25. Prohibition to Use the Services

25.1. You shall not use Our Services if You are a person barred from receiving and/or using it under the laws of the United States or other countries, including the country, in which You are resident or from which you (intend to) use the Service and/or Software. You shall not allow the use of Our Services by others (e.g. Users), which are persons barred from receiving and/or using it under the laws of the United States or other countries, including the country, in which they are resident or from which they (intend to) use the Service and/or Software.

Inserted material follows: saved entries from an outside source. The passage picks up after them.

//! Peer-addressed network addresses
//!
//! A log's address list names the peers it can be reached through, in the
//! `/p2p/<peer-id>` form. Parsing validates both the protocol tag and the
//! hex-encoded peer id, so malformed addresses are rejected at the edge.

use crate::types::PeerId;
use std::fmt;
use std::str::FromStr;
use std::time::Duration;

/// A `/p2p/<peer-id>` address of a log.
#[derive(Clone, Copy, PartialEq, Eq, Hash, borsh::BorshSerialize, borsh::BorshDeserialize)]
pub struct PeerAddr(PeerId);

impl PeerAddr {
    /// Address a peer directly.
    pub fn new(peer: PeerId) -> Self {
        Self(peer)
    }

    /// The peer this address points at.
    pub fn peer_id(&self) -> PeerId {
        self.0
    }
}

impl fmt::Display for PeerAddr {
    fn fmt(&self, f: &mut fmt::Formatter<'_>) -> fmt::Result {
        write!(f, "/p2p/{}", self.0)
    }
}

impl fmt::Debug for PeerAddr {
    fn fmt(&self, f: &mut fmt::Formatter<'_>) -> fmt::Result {
        write!(f, "PeerAddr({})", self)
    }
}

impl FromStr for PeerAddr {
    type Err = AddrError;

    fn from_str(s: &str) -> Result<Self, Self::Err> {
        let rest = s
            .strip_prefix("/p2p/")
            .ok_or_else(|| AddrError::Protocol(s.to_string()))?;
        let peer = PeerId::from_hex(rest).map_err(AddrError::PeerId)?;
        Ok(Self(peer))
    }
}

/// Malformed address error.
#[derive(Debug, Clone, PartialEq, Eq, thiserror::Error)]
pub enum AddrError {
    #[error("address is not /p2p/<peer-id>: {0}")]
    Protocol(String),

    #[error("invalid peer id in address: {0}")]
    PeerId(String),
}

/// Lifetime of a directory address entry.
///
/// Only `Permanent` is minted by the replication core; a directory
/// implementation may evict `Temporary` entries after their duration.
#[derive(Debug, Clone, Copy, PartialEq, Eq)]
pub enum AddrTtl {
    Permanent,
    Temporary(Duration),
}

26. Suggestions & Feedback

  • 26.1. We strongly believe in continuous interaction with You in order to develop and provide the best possible Services. Sometimes feedback is received spontaneously (e.g. Your voluntary e-mail to Us), sometimes we gather it in a systematic way (e.g. organized usability tests, surveys).
  • 26.2. It can come in many forms – from a new feature suggestion, an integration idea, an improvement of our processes and communication or even a bug report. Regardless of whether the feedback is negative or positive and whether we end up implementing it or not, we are always very grateful for it.
  • 26.3. However, please be aware that by providing such suggestions, You grant us unlimited, irrevocable, perpetual, sublicensable, transferable, royalty-free license to use any such suggestion for any purpose without any obligation or compensation to You or any other third party.

27. Compliance solutions

27.1. We may offer certain software features or Services that are meant to help our Customers achieve compliance with certain legally binding regulation, standards and/or guidelines (e.g. HIPAA, 21 CFR Part 11, GLP).

27.2. However, Customer agrees and acknowledges that such compliance is always a multi-faceted effort that among other factors includes Customer processes, human resources, responsibilities, software, and instrumentation and that and no Software or Service provided by Us can guarantee the compliance.

27.3. It is always the sole responsibility of the Customer to make the assessment of whether any solution is compatible with full compliance requirements standards applicable in their use-case and what else is required to achieve such a compliance.

27.4. We do not provide legal or other interpretations of such documents, guidelines and standards nor to provide guidelines consultations for their implementation and standards.

28. Publicity

28.1. Customer grants Us the right to use its organization name and logo as a reference for marketing or promotional purposes on Our website and in other public or private communications. Customer, which doesn’t want its organization name and logo to be used as described herein, may send Us an email to support@scinote.net stating that it does not wish to be used as a reference and We will remove such mention in due time.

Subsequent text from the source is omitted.